WORK INSTRUCTIONS. The listing below is to be reproduced in full, exactly as given.

-----

use std::collections::{BTreeMap, HashMap};

use axum::{
    body::Body,
    http::{HeaderName, HeaderValue, StatusCode},
    response::{IntoResponse, Response},
};
use serde::{Deserialize, Serialize};
use serde_json::json;

use crate::error::{AppError, AppResult};

pub const ALLOW_ORIGIN: &str = "Access-Control-Allow-Origin";
pub const ALLOW_METHODS: &str = "Access-Control-Allow-Methods";
pub const ALLOW_HEADERS: &str = "Access-Control-Allow-Headers";
pub const MAX_AGE: &str = "Access-Control-Max-Age";
pub const CONTENT_TYPE: &str = "Content-Type";

/// Serverless HTTP event as delivered by the function runtime
#[derive(Debug, Clone, Default, Serialize, Deserialize, PartialEq)]
#[serde(rename_all = "camelCase")]
pub struct GatewayEvent {
    #[serde(default)]
    pub http_method: Option<String>,
    #[serde(default)]
    pub query_string_parameters: Option<HashMap<String, String>>,
    #[serde(default)]
    pub request_context: Option<RequestContext>,
}

#[derive(Debug, Clone, Default, Serialize, Deserialize, PartialEq)]
#[serde(rename_all = "camelCase")]
pub struct RequestContext {
    #[serde(default)]
    pub request_id: Option<String>,
}

impl GatewayEvent {
    pub fn new(method: impl Into<String>) -> Self {
        Self {
            http_method: Some(method.into()),
            ..Self::default()
        }
    }

    /// Attaches query parameters; an empty map is stored as absent
    pub fn with_query(mut self, params: HashMap<String, String>) -> Self {
        self.query_string_parameters = (!params.is_empty()).then_some(params);
        self
    }

    pub fn with_request_id(mut self, request_id: impl Into<String>) -> Self {
        self.request_context = Some(RequestContext {
            request_id: Some(request_id.into()),
        });
        self
    }

    /// HTTP method, `GET` when the event does not say
    pub fn method(&self) -> &str {
        self.http_method.as_deref().unwrap_or("GET")
    }

    pub fn query_params(&self) -> HashMap<String, String> {
        self.query_string_parameters.clone().unwrap_or_default()
    }

    pub fn request_id(&self) -> Option<&str> {
        self.request_context
            .as_ref()
            .and_then(|context| context.request_id.as_deref())
    }
}

/// Serverless HTTP response: status, headers and a JSON string body
#[derive(Debug, Clone, Serialize, Deserialize, PartialEq)]
#[serde(rename_all = "camelCase")]
pub struct GatewayResponse {
    pub status_code: u16,
    pub headers: BTreeMap<String, String>,
    pub body: String,
    #[serde(default)]
    pub is_base64_encoded: bool,
}

impl GatewayResponse {
    /// CORS preflight answer: 200 with an empty body
    pub fn preflight() -> Self {
        let headers = BTreeMap::from([
            (ALLOW_ORIGIN.to_string(), "*".to_string()),
            (ALLOW_METHODS.to_string(), "GET, OPTIONS".to_string()),
            (ALLOW_HEADERS.to_string(), "Content-Type".to_string()),
            (MAX_AGE.to_string(), "86400".to_string()),
        ]);

        Self {
            status_code: StatusCode::OK.as_u16(),
            headers,
            body: String::new(),
            is_base64_encoded: false,
        }
    }

    /// JSON response with the CORS origin header
    pub fn json(status: StatusCode, body: &serde_json::Value) -> Self {
        let headers = BTreeMap::from([
            (CONTENT_TYPE.to_string(), "application/json".to_string()),
            (ALLOW_ORIGIN.to_string(), "*".to_string()),
        ]);

        Self {
            status_code: status.as_u16(),
            headers,
            body: body.to_string(),
            is_base64_encoded: false,
        }
    }

    /// 200 with `payload` serialized as the body
    pub fn ok<T: Serialize>(payload: &T) -> AppResult<Self> {
        let body = serde_json::to_value(payload)
            .map_err(|e| AppError::Internal(format!("Failed to serialize response: {}", e)))?;
        Ok(Self::json(StatusCode::OK, &body))
    }

    pub fn status(&self) -> StatusCode {
        StatusCode::from_u16(self.status_code).unwrap_or(StatusCode::INTERNAL_SERVER_ERROR)
    }

    pub fn header(&self, name: &str) -> Option<&str> {
        self.headers.get(name).map(String::as_str)
    }
}

impl From<AppError> for GatewayResponse {
    fn from(error: AppError) -> Self {
        Self::json(error.status_code(), &json!({ "error": error.to_string() }))
    }
}

impl IntoResponse for GatewayResponse {
    fn into_response(self) -> Response {
        let status = self.status();
        let mut response = Response::new(Body::from(self.body));
        *response.status_mut() = status;

        let headers = response.headers_mut();
        for (name, value) in &self.headers {
            match (
                HeaderName::from_bytes(name.as_bytes()),
                HeaderValue::from_str(value),
            ) {
                (Ok(name), Ok(value)) => {
                    headers.insert(name, value);
                }
                _ => tracing::warn!(header = %name, "Dropping invalid response header"),
            }
        }

        response
    }
}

-----

ANSWER TO THIS PROBLEM.
use std::collections::{BTreeMap, HashMap};

use axum::{
    body::Body,
    http::{HeaderName, HeaderValue, StatusCode},
    response::{IntoResponse, Response},
};
use serde::{Deserialize, Serialize};
use serde_json::json;

use crate::error::{AppError, AppResult};

pub const ALLOW_ORIGIN: &str = "Access-Control-Allow-Origin";
pub const ALLOW_METHODS: &str = "Access-Control-Allow-Methods";
pub const ALLOW_HEADERS: &str = "Access-Control-Allow-Headers";
pub const MAX_AGE: &str = "Access-Control-Max-Age";
pub const CONTENT_TYPE: &str = "Content-Type";

/// Serverless HTTP event as delivered by the function runtime
#[derive(Debug, Clone, Default, Serialize, Deserialize, PartialEq)]
#[serde(rename_all = "camelCase")]
pub struct GatewayEvent {
    #[serde(default)]
    pub http_method: Option<String>,
    #[serde(default)]
    pub query_string_parameters: Option<HashMap<String, String>>,
    #[serde(default)]
    pub request_context: Option<RequestContext>,
}

#[derive(Debug, Clone, Default, Serialize, Deserialize, PartialEq)]
#[serde(rename_all = "camelCase")]
pub struct RequestContext {
    #[serde(default)]
    pub request_id: Option<String>,
}

impl GatewayEvent {
    pub fn new(method: impl Into<String>) -> Self {
        Self {
            http_method: Some(method.into()),
            ..Self::default()
        }
    }

    /// Attaches query parameters; an empty map is stored as absent
    pub fn with_query(mut self, params: HashMap<String, String>) -> Self {
        self.query_string_parameters = (!params.is_empty()).then_some(params);
        self
    }

    pub fn with_request_id(mut self, request_id: impl Into<String>) -> Self {
        self.request_context = Some(RequestContext {
            request_id: Some(request_id.into()),
        });
        self
    }

    /// HTTP method, `GET` when the event does not say
    pub fn method(&self) -> &str {
        self.http_method.as_deref().unwrap_or("GET")
    }

    pub fn query_params(&self) -> HashMap<String, String> {
        self.query_string_parameters.clone().unwrap_or_default()
    }

    pub fn request_id(&self) -> Option<&str> {
        self.request_context
            .as_ref()
            .and_then(|context| context.request_id.as_deref())
    }
}

/// Serverless HTTP response: status, headers and a JSON string body
#[derive(Debug, Clone, Serialize, Deserialize, PartialEq)]
#[serde(rename_all = "camelCase")]
pub struct GatewayResponse {
    pub status_code: u16,
    pub headers: BTreeMap<String, String>,
    pub body: String,
    #[serde(default)]
    pub is_base64_encoded: bool,
}

impl GatewayResponse {
    /// CORS preflight answer: 200 with an empty body
    pub fn preflight() -> Self {
        let headers = BTreeMap::from([
            (ALLOW_ORIGIN.to_string(), "*".to_string()),
            (ALLOW_METHODS.to_string(), "GET, OPTIONS".to_string()),
            (ALLOW_HEADERS.to_string(), "Content-Type".to_string()),
            (MAX_AGE.to_string(), "86400".to_string()),
        ]);

        Self {
            status_code: StatusCode::OK.as_u16(),
            headers,
            body: String::new(),
            is_base64_encoded: false,
        }
    }

    /// JSON response with the CORS origin header
    pub fn json(status: StatusCode, body: &serde_json::Value) -> Self {
        let headers = BTreeMap::from([
            (CONTENT_TYPE.to_string(), "application/json".to_string()),
            (ALLOW_ORIGIN.to_string(), "*".to_string()),
        ]);

        Self {
            status_code: status.as_u16(),
            headers,
            body: body.to_string(),
            is_base64_encoded: false,
        }
    }

    /// 200 with `payload` serialized as the body
    pub fn ok<T: Serialize>(payload: &T) -> AppResult<Self> {
        let body = serde_json::to_value(payload)
            .map_err(|e| AppError::Internal(format!("Failed to serialize response: {}", e)))?;
        Ok(Self::json(StatusCode::OK, &body))
    }

    pub fn status(&self) -> StatusCode {
        StatusCode::from_u16(self.status_code).unwrap_or(StatusCode::INTERNAL_SERVER_ERROR)
    }

    pub fn header(&self, name: &str) -> Option<&str> {
        self.headers.get(name).map(String::as_str)
    }
}

impl From<AppError> for GatewayResponse {
    fn from(error: AppError) -> Self {
        Self::json(error.status_code(), &json!({ "error": error.to_string() }))
    }
}

impl IntoResponse for GatewayResponse {
    fn into_response(self) -> Response {
        let status = self.status();
        let mut response = Response::new(Body::from(self.body));
        *response.status_mut() = status;

        let headers = response.headers_mut();
        for (name, value) in &self.headers {
            match (
                HeaderName::from_bytes(name.as_bytes()),
                HeaderValue::from_str(value),
            ) {
                (Ok(name), Ok(value)) => {
                    headers.insert(name, value);
                }
                _ => tracing::warn!(header = %name, "Dropping invalid response header"),
            }
        }

        response
    }
}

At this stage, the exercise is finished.